Para nosotros el vivir debe ser Cristo (Fil. 1:21). Debemos ex­hibir a Cristo, y para esto es importante que comprendamos bien que en nosotros mismos no hay cosa buena que cultivar. Desde el momento que lo intentemos, ya no exhibiremos a Cristo, sino a nosotros mismos. Esto no quiere decir que un cristiano no debe ser amable todo lo demás; pero sí que todo lo que manifieste debe ser fruto del Espíritu que mora en él, es decir, que sea un resultado de la manifestación de la vida que ha recibido; de modo que sea una expresión a todos los que están a su alrededor de la vida que es de Jesús y no de él mismo; y para este fin es que se nos exhorta que llevemos siempre por todas partes la muerte, o mortificación, de Jesús en el cuerpo, lo cual es lo opuesto a cultivarlo, ya que esta es la aplica­ción de la cruz a todo lo que es de nosotros mismos. «Tenemos este tesoro en vasos de barro» (2 Cor. 4:7-17), para manifestar la altura del poder de Dios y no la del vaso. Por consiguiente, cuanto más débil sea el vaso, tanto mejor será la manifestación del poder; cuanto más fino o delgado sea el farol, mayor será el resplandor de la luz que encierra; y de esta manera llegamos a ser exhibidores, no de la amabilidad natural, sino de la de Cristo; y la vida de Cristo es mani­festada en nuestros cuerpos (2 Cor. 4:10).

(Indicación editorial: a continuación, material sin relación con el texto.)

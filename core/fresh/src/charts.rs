//! Background checked cache of latest chart versions.
use std::collections::HashMap;
use std::collections::HashSet;
use std::sync::Arc;
use std::sync::RwLock;
use std::time::Duration;

use clustermap_context::Context;
use clustermap_models::RepositoryKind;

use crate::gate::CheckGate;
use crate::registry::is_rate_limited;
use crate::registry::RegistryClient;
use crate::semver::Version;
use crate::variant::UNKNOWN;

/// Delay between per-repository queries, to stay below upstream rate limits.
const QUERY_PACING: Duration = Duration::from_secs(1);

/// One deployed chart to resolve the latest version for.
#[derive(Clone, Debug, Eq, PartialEq)]
pub struct ChartRef {
    pub repo_url: String,
    pub repo_kind: RepositoryKind,
    pub chart: String,
}

/// Background checked cache mapping `repoURL/chart` to the latest version.
///
/// One writer (the checker) and many readers (the diagram generators): entries
/// become visible per repository as the check progresses. A lookup mid-check
/// sees resolved entries for completed repositories and the `-` sentinel for
/// ones still in progress, never fragments of a previous run.
#[derive(Clone)]
pub struct ChartsCache {
    inner: Arc<ChartsInner>,
}

struct ChartsInner {
    client: RegistryClient,
    entries: RwLock<HashMap<String, String>>,
    gate: CheckGate,

    /// Hold between completed checks; the refresh interval of the orchestrator.
    hold: Duration,

    /// Pull-through proxy host chart URLs are rewritten around, if configured.
    proxy: String,
}

impl ChartsCache {
    pub fn new(client: RegistryClient, proxy: String, hold: Duration) -> ChartsCache {
        ChartsCache {
            inner: Arc::new(ChartsInner {
                client,
                entries: RwLock::new(HashMap::new()),
                gate: CheckGate::new(),
                hold,
                proxy,
            }),
        }
    }

    /// Cache key for a deployed chart.
    pub fn key(repo_url: &str, chart: &str) -> String {
        format!("{}/{}", repo_url.trim_end_matches('/'), chart)
    }

    /// Latest known version for a chart, `-` when unresolved.
    pub fn latest(&self, repo_url: &str, chart: &str) -> String {
        let key = ChartsCache::key(repo_url, chart);
        self.inner
            .entries
            .read()
            .expect("ChartsCache entries lock poisoned")
            .get(&key)
            .cloned()
            .unwrap_or_else(|| UNKNOWN.to_string())
    }

    /// Resolve the latest version of every deployed chart.
    ///
    /// Single-flight and time gated: overlapping calls and calls within the
    /// hold window return immediately. Failures only log; the cache keeps the
    /// sentinel for charts that could not be resolved.
    pub async fn check(&self, context: &Context, mut charts: Vec<ChartRef>) {
        if !self.inner.gate.begin(self.inner.hold) {
            slog::debug!(context.logger, "Chart freshness check skipped by gate");
            return;
        }

        charts.sort_by(|a, b| {
            ChartsCache::key(&a.repo_url, &a.chart).cmp(&ChartsCache::key(&b.repo_url, &b.chart))
        });
        charts.dedup();

        // Start the cycle from sentinels so readers never see entries of a
        // previous run mixed with this one.
        {
            let mut entries = self
                .inner
                .entries
                .write()
                .expect("ChartsCache entries lock poisoned");
            entries.clear();
            for chart in &charts {
                entries.insert(ChartsCache::key(&chart.repo_url, &chart.chart), UNKNOWN.into());
            }
        }

        let mut skip_hosts: HashSet<String> = HashSet::new();
        let mut first = true;
        for chart in &charts {
            if context.check_shutdown().is_err() {
                break;
            }
            if !first {
                tokio::select! {
                    biased;
                    _ = context.cancel.cancelled() => break,
                    _ = tokio::time::sleep(QUERY_PACING) => (),
                }
            }
            first = false;

            let latest = match chart.repo_kind {
                RepositoryKind::Oci => self.check_oci(context, chart, &mut skip_hosts).await,
                RepositoryKind::Default => self.check_index(context, chart).await,
            };
            if let Some(latest) = latest {
                let key = ChartsCache::key(&chart.repo_url, &chart.chart);
                self.inner
                    .entries
                    .write()
                    .expect("ChartsCache entries lock poisoned")
                    .insert(key, latest);
            }
        }

        self.inner.gate.finish();
        slog::debug!(
            context.logger, "Chart freshness check completed";
            "charts" => charts.len(),
        );
    }

    /// Latest version of a chart stored in an OCI registry.
    async fn check_oci(
        &self,
        context: &Context,
        chart: &ChartRef,
        skip_hosts: &mut HashSet<String>,
    ) -> Option<String> {
        let (host, path) = split_oci_url(&chart.repo_url)?;
        let (host, path) = rewrite_for_proxy(&self.inner.proxy, host, path);
        if skip_hosts.contains(&host) {
            return None;
        }
        let repository = if path.is_empty() {
            chart.chart.clone()
        } else {
            format!("{}/{}", path, chart.chart)
        };

        let tags = match self.inner.client.list_tags(context, &host, &repository).await {
            Ok(tags) => tags,
            Err(error) if is_rate_limited(&error) => {
                slog::warn!(
                    context.logger, "Registry rate limited chart check, skipping host this cycle";
                    "host" => &host,
                );
                skip_hosts.insert(host);
                return None;
            }
            Err(error) => {
                slog::warn!(
                    context.logger, "Unable to list chart versions";
                    "chart" => &chart.chart,
                    "host" => &host,
                    "error" => %error,
                );
                return None;
            }
        };
        highest_release(&tags)
    }

    /// Latest version of a chart served from an HTTP repository index.
    async fn check_index(&self, context: &Context, chart: &ChartRef) -> Option<String> {
        match self
            .inner
            .client
            .latest_index_version(context, &chart.repo_url, &chart.chart)
            .await
        {
            Ok(latest) => latest,
            Err(error) => {
                slog::warn!(
                    context.logger, "Unable to read chart repository index";
                    "chart" => &chart.chart,
                    "repository" => &chart.repo_url,
                    "error" => %error,
                );
                None
            }
        }
    }
}

/// Split an `oci://host/path` URL into host and repository path.
fn split_oci_url(url: &str) -> Option<(String, String)> {
    let rest = url.strip_prefix("oci://")?;
    match rest.split_once('/') {
        Some((host, path)) => Some((host.to_string(), path.trim_end_matches('/').to_string())),
        None => Some((rest.to_string(), String::new())),
    }
}

/// Rewrite a pull-through proxy reference to target the upstream registry.
///
/// Applies when the URL host matches the configured proxy and the first path
/// segment contains a dot (so it reads as the upstream host).
fn rewrite_for_proxy(proxy: &str, host: String, path: String) -> (String, String) {
    if proxy.is_empty() || host != proxy {
        return (host, path);
    }
    match path.split_once('/') {
        Some((first, rest)) if first.contains('.') => (first.to_string(), rest.to_string()),
        _ => (host, path),
    }
}

/// The highest non pre-release semver tag, as charts version their OCI tags.
fn highest_release(tags: &[String]) -> Option<String> {
    let mut best: Option<(Version, String)> = None;
    for tag in tags {
        let version = match Version::parse(tag) {
            Some(version) if !version.is_prerelease() => version,
            _ => continue,
        };
        let better = match &best {
            Some((current, _)) => version > *current,
            None => true,
        };
        if better {
            best = Some((version, tag.clone()));
        }
    }
    best.map(|(_, tag)| tag)
}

Hay otra cosa que debemos aprender, y es la gracia que puede ayudarnos, y que en efecto nos ayuda, en esa vía después de que nues­tra propia voluntad haya sido quebrantada o domada. El apóstol dice: «Nosotros, los que vivimos, siempre somos entregados a muerte por causa de Jesús, para que también la vida de Jesús se manifieste en nuestra carne mortal» (2 Cor. 4:11). Esto sin duda hacía referencia pri­mero a él mismo, como siervo que era del Señor, realizando a su alrededor lo que era la muerte para que la vida fuese manifestada y que esta obrase en los corintios por conducto de él; pero hay un principio de la gracia divina en esto que tiene su aplicación más allá del caso especial de Pablo, y este es que Dios nos ayuda a mani­festar a Cristo entregándonos a muerte en una forma u otra, sea por la aflicción, los trabajos, las dificultades y demás cosas, para que la vida de Jesús se manifieste en la carne mortal. Así realizamos, como Pablo, lo que es la muerte.

Ahora debemos preguntarnos a nosotros mismos: ¿Nos ocupamos de esto con seriedad? ¿Acaso nos prestamos con buena voluntad a que Dios cumpla todos sus designios en nosotros en conexión con su bien amado Hijo? ¿Acaso nos hallamos tan ocupados y llenos de él mismo mirando sin velo su gloria, que nosotros mismos, digámoslo así, pasamos sentencia de muerte sobre todo lo que no tiene conexión con este fin? ¿Acaso procuramos comprender más y más la inmensi­dad de la gracia que ha predestinado que seamos hechos conformes a la imagen de su Hijo, de modo que buscamos en un sentido moral borrar la imagen de lo que es terrenal mortificándolo, o sea en otras palabras, dominando la carne?

Estas preguntas son muy serias, y deben recibir una respuesta real, verdadera y afirmativa de cada uno de nosotros, antes de que esperemos ocupar el verdadero lugar que nos ha sido dado aquí, como representantes o exponentes de Cristo ausente y rechazado.